> _Records supplied_

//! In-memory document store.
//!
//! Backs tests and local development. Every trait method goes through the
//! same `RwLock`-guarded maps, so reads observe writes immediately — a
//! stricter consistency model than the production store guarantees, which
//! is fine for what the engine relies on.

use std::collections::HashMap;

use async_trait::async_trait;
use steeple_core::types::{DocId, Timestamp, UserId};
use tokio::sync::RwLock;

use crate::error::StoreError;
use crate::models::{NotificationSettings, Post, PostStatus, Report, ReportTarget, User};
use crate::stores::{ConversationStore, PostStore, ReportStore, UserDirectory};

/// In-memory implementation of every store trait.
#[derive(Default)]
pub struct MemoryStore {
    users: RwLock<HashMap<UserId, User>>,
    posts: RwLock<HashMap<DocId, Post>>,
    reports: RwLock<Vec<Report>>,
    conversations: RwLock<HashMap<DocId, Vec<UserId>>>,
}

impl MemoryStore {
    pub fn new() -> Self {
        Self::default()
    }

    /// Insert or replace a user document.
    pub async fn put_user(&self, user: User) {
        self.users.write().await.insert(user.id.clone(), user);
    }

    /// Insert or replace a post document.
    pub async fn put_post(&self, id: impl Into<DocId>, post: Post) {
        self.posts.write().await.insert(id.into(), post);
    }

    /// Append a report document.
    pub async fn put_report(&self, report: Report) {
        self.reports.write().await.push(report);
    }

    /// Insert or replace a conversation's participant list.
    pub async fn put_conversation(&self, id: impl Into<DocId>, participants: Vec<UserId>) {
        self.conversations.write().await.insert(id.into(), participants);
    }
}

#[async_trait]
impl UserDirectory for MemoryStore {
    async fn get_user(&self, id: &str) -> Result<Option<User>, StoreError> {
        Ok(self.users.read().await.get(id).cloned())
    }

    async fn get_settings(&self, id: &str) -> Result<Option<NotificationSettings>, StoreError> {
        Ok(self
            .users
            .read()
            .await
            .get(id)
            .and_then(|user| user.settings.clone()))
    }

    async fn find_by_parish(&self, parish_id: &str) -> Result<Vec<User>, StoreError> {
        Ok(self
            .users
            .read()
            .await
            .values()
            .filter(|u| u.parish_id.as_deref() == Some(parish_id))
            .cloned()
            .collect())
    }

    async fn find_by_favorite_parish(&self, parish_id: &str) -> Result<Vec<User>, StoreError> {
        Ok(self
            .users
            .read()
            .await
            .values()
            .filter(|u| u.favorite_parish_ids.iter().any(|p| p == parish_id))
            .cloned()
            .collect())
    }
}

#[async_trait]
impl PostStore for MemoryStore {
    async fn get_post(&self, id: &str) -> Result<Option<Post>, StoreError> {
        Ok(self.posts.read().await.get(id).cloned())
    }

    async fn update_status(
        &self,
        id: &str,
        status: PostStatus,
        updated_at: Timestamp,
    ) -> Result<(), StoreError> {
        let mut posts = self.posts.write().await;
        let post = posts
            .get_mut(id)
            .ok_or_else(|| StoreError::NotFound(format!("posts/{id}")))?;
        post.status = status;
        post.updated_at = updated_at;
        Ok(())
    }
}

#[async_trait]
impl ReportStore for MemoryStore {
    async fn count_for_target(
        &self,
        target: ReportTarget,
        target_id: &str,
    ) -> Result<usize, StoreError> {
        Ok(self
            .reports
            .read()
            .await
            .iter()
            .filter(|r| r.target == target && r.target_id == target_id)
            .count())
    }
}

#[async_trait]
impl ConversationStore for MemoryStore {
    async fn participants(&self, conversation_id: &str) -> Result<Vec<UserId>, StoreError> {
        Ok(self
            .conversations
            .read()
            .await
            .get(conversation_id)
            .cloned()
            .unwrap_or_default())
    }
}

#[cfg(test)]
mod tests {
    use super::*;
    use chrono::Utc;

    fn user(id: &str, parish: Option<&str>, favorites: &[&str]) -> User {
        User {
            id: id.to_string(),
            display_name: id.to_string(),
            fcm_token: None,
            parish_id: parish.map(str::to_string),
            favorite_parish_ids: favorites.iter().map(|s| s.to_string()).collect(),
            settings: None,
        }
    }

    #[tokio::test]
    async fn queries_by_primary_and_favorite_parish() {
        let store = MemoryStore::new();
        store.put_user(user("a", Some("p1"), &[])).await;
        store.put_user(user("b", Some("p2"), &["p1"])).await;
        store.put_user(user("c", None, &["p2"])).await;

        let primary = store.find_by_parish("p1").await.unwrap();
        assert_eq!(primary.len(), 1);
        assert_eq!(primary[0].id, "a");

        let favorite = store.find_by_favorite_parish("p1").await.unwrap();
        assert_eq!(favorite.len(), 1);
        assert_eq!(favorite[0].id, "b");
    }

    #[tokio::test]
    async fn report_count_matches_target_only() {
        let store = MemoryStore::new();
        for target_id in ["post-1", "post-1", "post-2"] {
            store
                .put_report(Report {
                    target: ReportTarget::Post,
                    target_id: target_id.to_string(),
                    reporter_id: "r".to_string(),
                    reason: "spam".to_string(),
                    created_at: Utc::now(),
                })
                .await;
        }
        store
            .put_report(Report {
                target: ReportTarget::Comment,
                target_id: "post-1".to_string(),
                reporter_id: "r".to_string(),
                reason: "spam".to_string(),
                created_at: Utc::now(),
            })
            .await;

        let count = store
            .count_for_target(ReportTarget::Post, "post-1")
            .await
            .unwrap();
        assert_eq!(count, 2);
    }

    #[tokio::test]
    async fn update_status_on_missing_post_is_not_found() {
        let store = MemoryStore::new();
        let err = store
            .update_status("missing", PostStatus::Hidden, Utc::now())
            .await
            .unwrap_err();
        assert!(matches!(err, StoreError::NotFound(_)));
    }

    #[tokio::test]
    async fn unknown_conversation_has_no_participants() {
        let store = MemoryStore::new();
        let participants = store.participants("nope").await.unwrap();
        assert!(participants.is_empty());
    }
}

--

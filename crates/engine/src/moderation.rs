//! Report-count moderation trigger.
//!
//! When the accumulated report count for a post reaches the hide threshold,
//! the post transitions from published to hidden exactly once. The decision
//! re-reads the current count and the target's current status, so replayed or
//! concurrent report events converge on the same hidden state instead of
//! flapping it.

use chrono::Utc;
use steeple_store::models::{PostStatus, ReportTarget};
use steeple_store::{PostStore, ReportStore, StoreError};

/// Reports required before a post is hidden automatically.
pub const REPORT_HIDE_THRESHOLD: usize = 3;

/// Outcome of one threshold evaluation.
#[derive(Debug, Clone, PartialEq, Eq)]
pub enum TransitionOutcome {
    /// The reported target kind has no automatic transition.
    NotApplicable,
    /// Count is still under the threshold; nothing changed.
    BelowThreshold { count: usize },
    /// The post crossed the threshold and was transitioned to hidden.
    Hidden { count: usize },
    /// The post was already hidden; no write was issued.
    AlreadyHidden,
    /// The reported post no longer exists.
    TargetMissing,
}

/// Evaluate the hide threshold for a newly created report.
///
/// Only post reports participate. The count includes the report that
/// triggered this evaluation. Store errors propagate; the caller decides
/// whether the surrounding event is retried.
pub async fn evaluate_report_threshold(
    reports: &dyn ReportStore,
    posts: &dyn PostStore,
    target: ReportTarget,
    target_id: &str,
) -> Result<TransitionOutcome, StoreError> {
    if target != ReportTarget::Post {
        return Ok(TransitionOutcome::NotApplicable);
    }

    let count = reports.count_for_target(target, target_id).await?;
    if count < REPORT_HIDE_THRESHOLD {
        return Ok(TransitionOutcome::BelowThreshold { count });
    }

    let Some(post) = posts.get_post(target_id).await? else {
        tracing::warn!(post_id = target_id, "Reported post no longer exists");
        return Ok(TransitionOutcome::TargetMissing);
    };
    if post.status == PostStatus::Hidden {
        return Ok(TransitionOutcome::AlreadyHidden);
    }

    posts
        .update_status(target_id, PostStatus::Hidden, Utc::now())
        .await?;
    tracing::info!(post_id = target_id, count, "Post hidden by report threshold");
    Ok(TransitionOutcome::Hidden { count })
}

==

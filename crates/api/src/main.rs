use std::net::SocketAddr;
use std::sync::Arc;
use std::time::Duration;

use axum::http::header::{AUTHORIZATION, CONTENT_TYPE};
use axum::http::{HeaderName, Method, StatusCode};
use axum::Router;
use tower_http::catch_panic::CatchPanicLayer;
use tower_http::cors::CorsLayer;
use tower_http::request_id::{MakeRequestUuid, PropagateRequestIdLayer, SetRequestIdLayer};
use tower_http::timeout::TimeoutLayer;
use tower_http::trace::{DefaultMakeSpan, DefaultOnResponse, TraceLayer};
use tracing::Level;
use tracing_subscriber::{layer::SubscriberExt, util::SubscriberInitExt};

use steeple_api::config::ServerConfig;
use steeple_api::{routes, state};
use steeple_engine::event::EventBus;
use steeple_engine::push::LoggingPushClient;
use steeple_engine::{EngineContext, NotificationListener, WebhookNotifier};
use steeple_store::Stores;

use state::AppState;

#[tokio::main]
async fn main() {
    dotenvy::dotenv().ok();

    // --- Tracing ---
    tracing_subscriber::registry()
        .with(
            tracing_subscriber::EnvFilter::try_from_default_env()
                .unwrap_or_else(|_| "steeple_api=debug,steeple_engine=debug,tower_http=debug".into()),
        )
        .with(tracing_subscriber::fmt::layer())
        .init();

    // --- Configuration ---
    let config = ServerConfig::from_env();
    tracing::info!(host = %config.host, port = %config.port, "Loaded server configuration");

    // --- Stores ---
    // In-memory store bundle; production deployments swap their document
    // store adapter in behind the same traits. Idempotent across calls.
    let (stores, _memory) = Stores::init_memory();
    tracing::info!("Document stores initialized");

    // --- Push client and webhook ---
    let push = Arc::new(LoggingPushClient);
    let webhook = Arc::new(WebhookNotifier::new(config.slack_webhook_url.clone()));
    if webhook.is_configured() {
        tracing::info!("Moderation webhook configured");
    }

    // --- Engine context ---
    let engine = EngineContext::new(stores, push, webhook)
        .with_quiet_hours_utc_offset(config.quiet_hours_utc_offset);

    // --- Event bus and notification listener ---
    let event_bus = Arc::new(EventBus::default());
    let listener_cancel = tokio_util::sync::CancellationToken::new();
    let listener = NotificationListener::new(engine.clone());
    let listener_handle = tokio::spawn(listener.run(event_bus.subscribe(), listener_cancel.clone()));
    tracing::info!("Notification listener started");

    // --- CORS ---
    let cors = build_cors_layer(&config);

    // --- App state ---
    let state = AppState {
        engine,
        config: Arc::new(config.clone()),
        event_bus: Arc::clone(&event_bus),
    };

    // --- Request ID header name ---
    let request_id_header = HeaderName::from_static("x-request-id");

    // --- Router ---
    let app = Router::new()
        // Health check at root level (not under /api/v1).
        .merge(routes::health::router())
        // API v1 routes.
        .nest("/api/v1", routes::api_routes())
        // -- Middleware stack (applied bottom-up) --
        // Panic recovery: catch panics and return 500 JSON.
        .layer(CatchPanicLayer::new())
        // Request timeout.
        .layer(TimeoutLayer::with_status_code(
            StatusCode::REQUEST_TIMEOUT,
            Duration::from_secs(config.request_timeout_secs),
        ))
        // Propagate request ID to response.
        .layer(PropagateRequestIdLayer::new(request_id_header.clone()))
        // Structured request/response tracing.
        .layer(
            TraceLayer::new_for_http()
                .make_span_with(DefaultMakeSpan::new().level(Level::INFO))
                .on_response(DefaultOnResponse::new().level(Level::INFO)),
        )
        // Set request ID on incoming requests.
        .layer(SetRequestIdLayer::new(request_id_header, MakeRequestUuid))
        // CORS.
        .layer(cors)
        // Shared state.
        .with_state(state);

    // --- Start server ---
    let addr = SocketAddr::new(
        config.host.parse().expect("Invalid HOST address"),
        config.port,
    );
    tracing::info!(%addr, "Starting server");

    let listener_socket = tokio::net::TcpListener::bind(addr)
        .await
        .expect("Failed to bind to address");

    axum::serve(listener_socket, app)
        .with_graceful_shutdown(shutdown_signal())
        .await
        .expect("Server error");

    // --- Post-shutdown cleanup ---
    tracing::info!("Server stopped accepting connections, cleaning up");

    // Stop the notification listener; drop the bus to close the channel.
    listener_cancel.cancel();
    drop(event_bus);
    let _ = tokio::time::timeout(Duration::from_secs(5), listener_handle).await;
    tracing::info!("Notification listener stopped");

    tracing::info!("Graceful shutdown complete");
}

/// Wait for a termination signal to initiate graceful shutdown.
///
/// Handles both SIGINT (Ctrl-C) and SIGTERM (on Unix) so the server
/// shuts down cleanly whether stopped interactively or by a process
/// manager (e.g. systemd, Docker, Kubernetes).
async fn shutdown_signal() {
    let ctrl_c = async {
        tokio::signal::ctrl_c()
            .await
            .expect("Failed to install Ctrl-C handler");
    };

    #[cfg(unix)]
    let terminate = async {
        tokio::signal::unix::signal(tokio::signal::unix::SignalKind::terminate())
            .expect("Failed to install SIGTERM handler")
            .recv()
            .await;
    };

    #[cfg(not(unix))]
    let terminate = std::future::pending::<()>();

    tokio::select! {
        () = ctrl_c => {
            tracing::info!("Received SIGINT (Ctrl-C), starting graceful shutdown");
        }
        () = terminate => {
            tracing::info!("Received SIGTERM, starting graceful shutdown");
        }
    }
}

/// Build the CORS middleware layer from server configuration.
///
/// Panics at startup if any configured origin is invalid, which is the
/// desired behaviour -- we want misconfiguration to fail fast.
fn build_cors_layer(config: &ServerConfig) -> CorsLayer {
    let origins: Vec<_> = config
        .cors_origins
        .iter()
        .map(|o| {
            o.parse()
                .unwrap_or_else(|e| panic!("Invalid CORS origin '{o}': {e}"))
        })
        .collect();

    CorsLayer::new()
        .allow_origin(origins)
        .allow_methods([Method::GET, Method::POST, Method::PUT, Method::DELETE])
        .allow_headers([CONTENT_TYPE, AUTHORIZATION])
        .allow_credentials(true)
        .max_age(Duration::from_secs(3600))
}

> _Your task_
Look back over the material above and state how many lines hold the word "under". Write the number and nothing else.

> _Solution for this problem_
2